Exercise requirements ▸
Every entry must be transcribed exactly as written.

Dataset entries:
*-*-*

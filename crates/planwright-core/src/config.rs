//! Assistant configuration.
//!
//! Values are resolved in three layers, later layers winning: built-in
//! defaults, the JSON config file, then environment variables. The default
//! file location follows the XDG Base Directory specification
//! (`$XDG_CONFIG_HOME/planwright/config.json`).

use std::path::{Path, PathBuf};

use log::debug;
use serde::{Deserialize, Serialize};

use crate::error::{PlanwrightError, Result};

pub const DEFAULT_MODEL: &str = "gemini-2.5-flash";
pub const DEFAULT_BASE_URL: &str = "https://generativelanguage.googleapis.com/v1beta";
pub const DEFAULT_TIMEOUT_SECS: u64 = 60;

const ENV_API_KEY: &str = "PLANWRIGHT_API_KEY";
const ENV_API_KEY_FALLBACK: &str = "GEMINI_API_KEY";
const ENV_MODEL: &str = "PLANWRIGHT_MODEL";
const ENV_BASE_URL: &str = "PLANWRIGHT_BASE_URL";

/// Connection settings for the text-generation provider.
#[derive(Debug, Clone, PartialEq, Eq, Serialize, Deserialize)]
#[serde(rename_all = "camelCase", default)]
pub struct AssistantConfig {
    /// No key means the assistant is disabled for the session
    pub api_key: Option<String>,
    pub model: String,
    pub base_url: String,
    pub timeout_secs: u64,
}

impl Default for AssistantConfig {
    fn default() -> Self {
        Self {
            api_key: None,
            model: DEFAULT_MODEL.to_string(),
            base_url: DEFAULT_BASE_URL.to_string(),
            timeout_secs: DEFAULT_TIMEOUT_SECS,
        }
    }
}

impl AssistantConfig {
    /// Resolve configuration from `path` (or the XDG default) and the
    /// process environment.
    ///
    /// An explicit `path` that does not exist is an error; a missing default
    /// file is not.
    pub fn load(path: Option<&Path>) -> Result<Self> {
        let file = match path {
            Some(path) => Some(path.to_path_buf()),
            None => Self::default_path(),
        };

        let mut config = match file {
            Some(file) if path.is_some() || file.exists() => Self::from_file(&file)?,
            _ => Self::default(),
        };
        config.apply_env(|key| std::env::var(key).ok());
        debug!(
            "Assistant config resolved: model={}, base_url={}, api_key={}",
            config.model,
            config.base_url,
            if config.api_key.is_some() { "set" } else { "unset" }
        );
        Ok(config)
    }

    /// The config file location under `$XDG_CONFIG_HOME`, if it exists.
    pub fn default_path() -> Option<PathBuf> {
        xdg::BaseDirectories::with_prefix("planwright").find_config_file("config.json")
    }

    /// Read a JSON config file. Missing keys keep their defaults.
    pub fn from_file(path: &Path) -> Result<Self> {
        let content = std::fs::read_to_string(path).map_err(|e| PlanwrightError::FileSystem {
            path: path.to_path_buf(),
            source: e,
        })?;
        serde_json::from_str(&content).map_err(|e| PlanwrightError::Configuration {
            message: format!("Invalid config file {}: {e}", path.display()),
        })
    }

    /// Overlay environment variables read through `lookup`.
    ///
    /// Blank values are ignored.
    pub fn apply_env<F>(&mut self, lookup: F)
    where
        F: Fn(&str) -> Option<String>,
    {
        let read = |key: &str| lookup(key).filter(|value| !value.trim().is_empty());

        if let Some(key) = read(ENV_API_KEY).or_else(|| read(ENV_API_KEY_FALLBACK)) {
            self.api_key = Some(key);
        }
        if let Some(model) = read(ENV_MODEL) {
            self.model = model;
        }
        if let Some(base_url) = read(ENV_BASE_URL) {
            self.base_url = base_url;
        }
    }

    /// The API key, when one is configured and non-blank.
    pub fn api_key(&self) -> Option<&str> {
        self.api_key
            .as_deref()
            .map(str::trim)
            .filter(|key| !key.is_empty())
    }
}

#[cfg(test)]
mod tests {
    use std::collections::HashMap;
    use std::io::Write;

    use super::*;

    fn env(pairs: &[(&str, &str)]) -> impl Fn(&str) -> Option<String> {
        let map: HashMap<String, String> = pairs
            .iter()
            .map(|(k, v)| (k.to_string(), v.to_string()))
            .collect();
        move |key| map.get(key).cloned()
    }

    #[test]
    fn test_defaults() {
        let config = AssistantConfig::default();
        assert_eq!(config.model, "gemini-2.5-flash");
        assert_eq!(config.timeout_secs, 60);
        assert!(config.api_key().is_none());
    }

    #[test]
    fn test_file_keeps_defaults_for_missing_keys() {
        let mut file = tempfile::NamedTempFile::new().unwrap();
        write!(file, r#"{{"model": "gemini-2.5-pro"}}"#).unwrap();

        let config = AssistantConfig::from_file(file.path()).unwrap();
        assert_eq!(config.model, "gemini-2.5-pro");
        assert_eq!(config.base_url, DEFAULT_BASE_URL);
        assert_eq!(config.timeout_secs, DEFAULT_TIMEOUT_SECS);
    }

    #[test]
    fn test_invalid_file_is_configuration_error() {
        let mut file = tempfile::NamedTempFile::new().unwrap();
        write!(file, "not json").unwrap();

        let err = AssistantConfig::from_file(file.path()).unwrap_err();
        assert!(matches!(err, PlanwrightError::Configuration { .. }));
    }

    #[test]
    fn test_explicit_missing_path_is_error() {
        let dir = tempfile::tempdir().unwrap();
        let err = AssistantConfig::load(Some(&dir.path().join("absent.json"))).unwrap_err();
        assert!(matches!(err, PlanwrightError::FileSystem { .. }));
    }

    #[test]
    fn test_env_overrides_file_values() {
        let mut config = AssistantConfig {
            api_key: Some("from-file".to_string()),
            ..Default::default()
        };
        config.apply_env(env(&[
            ("PLANWRIGHT_API_KEY", "from-env"),
            ("PLANWRIGHT_MODEL", "gemini-test"),
        ]));

        assert_eq!(config.api_key(), Some("from-env"));
        assert_eq!(config.model, "gemini-test");
        assert_eq!(config.base_url, DEFAULT_BASE_URL);
    }

    #[test]
    fn test_gemini_key_is_fallback_only() {
        let mut config = AssistantConfig::default();
        config.apply_env(env(&[("GEMINI_API_KEY", "fallback")]));
        assert_eq!(config.api_key(), Some("fallback"));

        let mut config = AssistantConfig::default();
        config.apply_env(env(&[
            ("GEMINI_API_KEY", "fallback"),
            ("PLANWRIGHT_API_KEY", "primary"),
        ]));
        assert_eq!(config.api_key(), Some("primary"));
    }

    #[test]
    fn test_blank_values_are_ignored() {
        let mut config = AssistantConfig::default();
        config.apply_env(env(&[("PLANWRIGHT_API_KEY", "  "), ("PLANWRIGHT_MODEL", "")]));
        assert!(config.api_key().is_none());
        assert_eq!(config.model, DEFAULT_MODEL);
    }
}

*-*-*

Response to this exercise ▸
filename crates/planwright-core/src/config.rs
//! Assistant configuration.
//!
//! Values are resolved in three layers, later layers winning: built-in
//! defaults, the JSON config file, then environment variables. The default
//! file location follows the XDG Base Directory specification
//! (`$XDG_CONFIG_HOME/planwright/config.json`).

use std::path::{Path, PathBuf};

use log::debug;
use serde::{Deserialize, Serialize};

use crate::error::{PlanwrightError, Result};

pub const DEFAULT_MODEL: &str = "gemini-2.5-flash";
pub const DEFAULT_BASE_URL: &str = "https://generativelanguage.googleapis.com/v1beta";
pub const DEFAULT_TIMEOUT_SECS: u64 = 60;

const ENV_API_KEY: &str = "PLANWRIGHT_API_KEY";
const ENV_API_KEY_FALLBACK: &str = "GEMINI_API_KEY";
const ENV_MODEL: &str = "PLANWRIGHT_MODEL";
const ENV_BASE_URL: &str = "PLANWRIGHT_BASE_URL";

/// Connection settings for the text-generation provider.
#[derive(Debug, Clone, PartialEq, Eq, Serialize, Deserialize)]
#[serde(rename_all = "camelCase", default)]
pub struct AssistantConfig {
    /// No key means the assistant is disabled for the session
    pub api_key: Option<String>,
    pub model: String,
    pub base_url: String,
    pub timeout_secs: u64,
}

impl Default for AssistantConfig {
    fn default() -> Self {
        Self {
            api_key: None,
            model: DEFAULT_MODEL.to_string(),
            base_url: DEFAULT_BASE_URL.to_string(),
            timeout_secs: DEFAULT_TIMEOUT_SECS,
        }
    }
}

impl AssistantConfig {
    /// Resolve configuration from `path` (or the XDG default) and the
    /// process environment.
    ///
    /// An explicit `path` that does not exist is an error; a missing default
    /// file is not.
    pub fn load(path: Option<&Path>) -> Result<Self> {
        let file = match path {
            Some(path) => Some(path.to_path_buf()),
            None => Self::default_path(),
        };

        let mut config = match file {
            Some(file) if path.is_some() || file.exists() => Self::from_file(&file)?,
            _ => Self::default(),
        };
        config.apply_env(|key| std::env::var(key).ok());
        debug!(
            "Assistant config resolved: model={}, base_url={}, api_key={}",
            config.model,
            config.base_url,
            if config.api_key.is_some() { "set" } else { "unset" }
        );
        Ok(config)
    }

    /// The config file location under `$XDG_CONFIG_HOME`, if it exists.
    pub fn default_path() -> Option<PathBuf> {
        xdg::BaseDirectories::with_prefix("planwright").find_config_file("config.json")
    }

    /// Read a JSON config file. Missing keys keep their defaults.
    pub fn from_file(path: &Path) -> Result<Self> {
        let content = std::fs::read_to_string(path).map_err(|e| PlanwrightError::FileSystem {
            path: path.to_path_buf(),
            source: e,
        })?;
        serde_json::from_str(&content).map_err(|e| PlanwrightError::Configuration {
            message: format!("Invalid config file {}: {e}", path.display()),
        })
    }

    /// Overlay environment variables read through `lookup`.
    ///
    /// Blank values are ignored.
    pub fn apply_env<F>(&mut self, lookup: F)
    where
        F: Fn(&str) -> Option<String>,
    {
        let read = |key: &str| lookup(key).filter(|value| !value.trim().is_empty());

        if let Some(key) = read(ENV_API_KEY).or_else(|| read(ENV_API_KEY_FALLBACK)) {
            self.api_key = Some(key);
        }
        if let Some(model) = read(ENV_MODEL) {
            self.model = model;
        }
        if let Some(base_url) = read(ENV_BASE_URL) {
            self.base_url = base_url;
        }
    }

    /// The API key, when one is configured and non-blank.
    pub fn api_key(&self) -> Option<&str> {
        self.api_key
            .as_deref()
            .map(str::trim)
            .filter(|key| !key.is_empty())
    }
}

#[cfg(test)]
mod tests {
    use std::collections::HashMap;
    use std::io::Write;

    use super::*;

    fn env(pairs: &[(&str, &str)]) -> impl Fn(&str) -> Option<String> {
        let map: HashMap<String, String> = pairs
            .iter()
            .map(|(k, v)| (k.to_string(), v.to_string()))
            .collect();
        move |key| map.get(key).cloned()
    }

    #[test]
    fn test_defaults() {
        let config = AssistantConfig::default();
        assert_eq!(config.model, "gemini-2.5-flash");
        assert_eq!(config.timeout_secs, 60);
        assert!(config.api_key().is_none());
    }

    #[test]
    fn test_file_keeps_defaults_for_missing_keys() {
        let mut file = tempfile::NamedTempFile::new().unwrap();
        write!(file, r#"{{"model": "gemini-2.5-pro"}}"#).unwrap();

        let config = AssistantConfig::from_file(file.path()).unwrap();
        assert_eq!(config.model, "gemini-2.5-pro");
        assert_eq!(config.base_url, DEFAULT_BASE_URL);
        assert_eq!(config.timeout_secs, DEFAULT_TIMEOUT_SECS);
    }

    #[test]
    fn test_invalid_file_is_configuration_error() {
        let mut file = tempfile::NamedTempFile::new().unwrap();
        write!(file, "not json").unwrap();

        let err = AssistantConfig::from_file(file.path()).unwrap_err();
        assert!(matches!(err, PlanwrightError::Configuration { .. }));
    }

    #[test]
    fn test_explicit_missing_path_is_error() {
        let dir = tempfile::tempdir().unwrap();
        let err = AssistantConfig::load(Some(&dir.path().join("absent.json"))).unwrap_err();
        assert!(matches!(err, PlanwrightError::FileSystem { .. }));
    }

    #[test]
    fn test_env_overrides_file_values() {
        let mut config = AssistantConfig {
            api_key: Some("from-file".to_string()),
            ..Default::default()
        };
        config.apply_env(env(&[
            ("PLANWRIGHT_API_KEY", "from-env"),
            ("PLANWRIGHT_MODEL", "gemini-test"),
        ]));

        assert_eq!(config.api_key(), Some("from-env"));
        assert_eq!(config.model, "gemini-test");
        assert_eq!(config.base_url, DEFAULT_BASE_URL);
    }

    #[test]
    fn test_gemini_key_is_fallback_only() {
        let mut config = AssistantConfig::default();
        config.apply_env(env(&[("GEMINI_API_KEY", "fallback")]));
        assert_eq!(config.api_key(), Some("fallback"));

        let mut config = AssistantConfig::default();
        config.apply_env(env(&[
            ("GEMINI_API_KEY", "fallback"),
            ("PLANWRIGHT_API_KEY", "primary"),
        ]));
        assert_eq!(config.api_key(), Some("primary"));
    }

    #[test]
    fn test_blank_values_are_ignored() {
        let mut config = AssistantConfig::default();
        config.apply_env(env(&[("PLANWRIGHT_API_KEY", "  "), ("PLANWRIGHT_MODEL", "")]));
        assert!(config.api_key().is_none());
        assert_eq!(config.model, DEFAULT_MODEL);
    }
}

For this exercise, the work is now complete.